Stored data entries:
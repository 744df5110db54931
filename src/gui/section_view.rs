//! Section View Widget
//! Central scrollable panel rendering the selected section's chart cards.

use egui::{Color32, RichText, ScrollArea};
use std::collections::HashMap;
use std::path::PathBuf;

use crate::charts::{SectionContent, SectionId, SectionPlotter};

const CARD_SPACING: f32 = 15.0;

/// Scrollable display area for one section at a time.
pub struct SectionView {
    /// Built content for all sections.
    pub sections: HashMap<SectionId, SectionContent>,
    /// Season files that were not found; non-empty switches the view to the
    /// guidance card instead of charts.
    pub missing_files: Vec<PathBuf>,
}

impl Default for SectionView {
    fn default() -> Self {
        Self {
            sections: HashMap::new(),
            missing_files: Vec::new(),
        }
    }
}

impl SectionView {
    pub fn new() -> Self {
        Self::default()
    }

    /// Clear all content
    pub fn clear(&mut self) {
        self.sections.clear();
        self.missing_files.clear();
    }

    pub fn set_sections(&mut self, sections: HashMap<SectionId, SectionContent>) {
        self.sections = sections;
        self.missing_files.clear();
    }

    pub fn set_missing(&mut self, missing: Vec<PathBuf>) {
        self.sections.clear();
        self.missing_files = missing;
    }

    pub fn has_sections(&self) -> bool {
        !self.sections.is_empty()
    }

    /// Draw the selected section
    pub fn show(&self, ui: &mut egui::Ui, selected: SectionId) {
        if !self.missing_files.is_empty() {
            self.show_guidance(ui);
            return;
        }

        let Some(content) = self.sections.get(&selected) else {
            ui.centered_and_justified(|ui| {
                ui.label(RichText::new("No Data").size(20.0));
            });
            return;
        };

        ScrollArea::vertical()
            .auto_shrink([false, false])
            .show(ui, |ui| {
                ui.add_space(5.0);
                ui.label(RichText::new(selected.title()).size(24.0).strong());
                ui.add_space(CARD_SPACING);

                for (idx, panel) in content.panels.iter().enumerate() {
                    let plot_id = format!("{:?}_{}", selected, idx);
                    egui::Frame::none()
                        .rounding(8.0)
                        .stroke(egui::Stroke::new(1.5, Color32::from_gray(70)))
                        .fill(ui.visuals().widgets.noninteractive.bg_fill)
                        .inner_margin(12.0)
                        .show(ui, |ui| {
                            ui.set_width(ui.available_width() - 20.0);
                            ui.label(RichText::new(&panel.title).size(16.0).strong());
                            ui.add_space(8.0);
                            SectionPlotter::draw_panel(ui, panel, &plot_id);
                        });
                    ui.add_space(CARD_SPACING);
                }
            });
    }

    /// Safe no-op state: tell the user which files are missing and how to
    /// fix it, instead of charts.
    fn show_guidance(&self, ui: &mut egui::Ui) {
        ui.add_space(40.0);
        ui.vertical_centered(|ui| {
            egui::Frame::none()
                .rounding(8.0)
                .stroke(egui::Stroke::new(2.0, Color32::from_rgb(220, 53, 69)))
                .fill(ui.visuals().widgets.noninteractive.bg_fill)
                .inner_margin(20.0)
                .show(ui, |ui| {
                    ui.label(
                        RichText::new("⚠ Season files not found")
                            .size(20.0)
                            .strong()
                            .color(Color32::from_rgb(220, 53, 69)),
                    );
                    ui.add_space(10.0);
                    for path in &self.missing_files {
                        ui.label(RichText::new(path.display().to_string()).size(14.0).monospace());
                    }
                    ui.add_space(10.0);
                    ui.label(
                        RichText::new(
                            "Place the season CSV files in the working directory, \
                             or pick them with the 📂 buttons and hit Reload.",
                        )
                        .size(13.0),
                    );
                });
        });
    }
}
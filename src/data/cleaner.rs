//! Result Cleaner Module
//! Coerces race-result columns to numeric types, pandas `to_numeric`-style.

use polars::prelude::*;
use thiserror::Error;

use super::{COL_POINTS, COL_POSITION, COL_POSITION_ORIGINAL, COL_STARTING_GRID};

#[derive(Error, Debug)]
pub enum CleanerError {
    #[error("Polars error: {0}")]
    PolarsError(#[from] PolarsError),
}

/// Cleans a raw season table into the analysis schema.
///
/// `Position` keeps its pre-coercion text under `Position_Original` so that
/// non-numeric statuses (DNF, DSQ, NC) stay available for display. Coercion
/// never errors: a cell that fails to parse becomes null (`Position`,
/// `Starting Grid`) or zero (`Points`).
pub struct ResultCleaner;

impl ResultCleaner {
    /// Clean one season table. Idempotent: re-cleaning a cleaned table
    /// yields the same table.
    pub fn clean(df: &DataFrame) -> Result<DataFrame, CleanerError> {
        let mut out = df.clone();

        // Keep the verbatim source text before Position is coerced.
        // Skip on a second pass so the original text survives re-cleaning.
        if out.column(COL_POSITION_ORIGINAL).is_err() {
            if let Ok(pos) = out.column(COL_POSITION) {
                let original = Self::to_text(pos, COL_POSITION_ORIGINAL);
                out.with_column(original)?;
            }
        }

        if let Ok(pos) = out.column(COL_POSITION) {
            let cleaned = Self::to_numeric(pos, COL_POSITION);
            out.with_column(cleaned)?;
        }

        if let Ok(points) = out.column(COL_POINTS) {
            let values: Vec<f64> = Self::numeric_values(points)
                .into_iter()
                .map(|v| v.unwrap_or(0.0))
                .collect();
            out.with_column(Column::new(COL_POINTS.into(), values))?;
        }

        // Starting Grid is optional in the source; absence is not an error.
        if let Ok(grid) = out.column(COL_STARTING_GRID) {
            let cleaned = Self::to_numeric(grid, COL_STARTING_GRID);
            out.with_column(cleaned)?;
        }

        Ok(out)
    }

    /// Coerce a column to Float64, null where a value fails to parse.
    fn to_numeric(col: &Column, name: &str) -> Column {
        Column::new(name.into(), Self::numeric_values(col))
    }

    /// Per-cell numeric coercion of a column of any dtype.
    fn numeric_values(col: &Column) -> Vec<Option<f64>> {
        let series = col.as_materialized_series();
        (0..series.len())
            .map(|i| match series.get(i) {
                Ok(value) => Self::parse_numeric(value),
                Err(_) => None,
            })
            .collect()
    }

    fn parse_numeric(value: AnyValue) -> Option<f64> {
        match value {
            AnyValue::Null => None,
            AnyValue::String(s) => s.trim().parse::<f64>().ok(),
            AnyValue::StringOwned(s) => s.as_str().trim().parse::<f64>().ok(),
            other => other.try_extract::<f64>().ok(),
        }
    }

    /// Snapshot a column as text, preserving nulls.
    fn to_text(col: &Column, name: &str) -> Column {
        let series = col.as_materialized_series();
        let values: Vec<Option<String>> = (0..series.len())
            .map(|i| {
                let value = series.get(i).ok()?;
                if value.is_null() {
                    None
                } else {
                    Some(value.to_string().trim_matches('"').to_string())
                }
            })
            .collect();
        Column::new(name.into(), values)
    }
}

#[cfg(test)]
mod tests {
    use super::*;

    fn raw_season() -> DataFrame {
        DataFrame::new(vec![
            Column::new(COL_POSITION.into(), vec!["1", "DNF", "3"]),
            Column::new(COL_POINTS.into(), vec!["25", "", "15"]),
            Column::new("Driver".into(), vec!["A", "B", "C"]),
        ])
        .unwrap()
    }

    #[test]
    fn test_points_non_negative_and_zero_filled() {
        let cleaned = ResultCleaner::clean(&raw_season()).unwrap();
        let points = cleaned.column(COL_POINTS).unwrap().f64().unwrap();

        assert_eq!(points.get(0), Some(25.0));
        assert_eq!(points.get(1), Some(0.0));
        assert_eq!(points.get(2), Some(15.0));
        assert!(points.into_iter().all(|v| v.unwrap() >= 0.0));
    }

    #[test]
    fn test_unparseable_position_becomes_null_with_original_kept() {
        let cleaned = ResultCleaner::clean(&raw_season()).unwrap();

        let position = cleaned.column(COL_POSITION).unwrap().f64().unwrap();
        assert_eq!(position.get(0), Some(1.0));
        assert_eq!(position.get(1), None);

        let original = cleaned
            .column(COL_POSITION_ORIGINAL)
            .unwrap()
            .str()
            .unwrap();
        assert_eq!(original.get(0), Some("1"));
        assert_eq!(original.get(1), Some("DNF"));
    }

    #[test]
    fn test_cleaning_is_idempotent() {
        let once = ResultCleaner::clean(&raw_season()).unwrap();
        let twice = ResultCleaner::clean(&once).unwrap();
        assert!(twice.equals_missing(&once));
    }

    #[test]
    fn test_starting_grid_cleaned_when_present() {
        let df = raw_season()
            .hstack(&[Column::new(
                COL_STARTING_GRID.into(),
                vec!["2", "x", "20"],
            )])
            .unwrap();
        let cleaned = ResultCleaner::clean(&df).unwrap();

        let grid = cleaned.column(COL_STARTING_GRID).unwrap().f64().unwrap();
        assert_eq!(grid.get(0), Some(2.0));
        assert_eq!(grid.get(1), None);
    }

    #[test]
    fn test_missing_starting_grid_is_not_an_error() {
        let cleaned = ResultCleaner::clean(&raw_season()).unwrap();
        assert!(cleaned.column(COL_STARTING_GRID).is_err());
    }

    #[test]
    fn test_already_numeric_columns_pass_through() {
        let df = DataFrame::new(vec![
            Column::new(COL_POSITION.into(), vec![Some(1.0f64), None]),
            Column::new(COL_POINTS.into(), vec![25.0f64, 0.0]),
            Column::new(COL_POSITION_ORIGINAL.into(), vec![Some("1"), Some("DNF")]),
        ])
        .unwrap();
        let cleaned = ResultCleaner::clean(&df).unwrap();
        assert!(cleaned.equals_missing(&df));
    }
}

WHAT THE TASK ASKS
Tell how many lines in the entries contain the string "visuals". Give the number and nothing more.

ANSWER BOX
2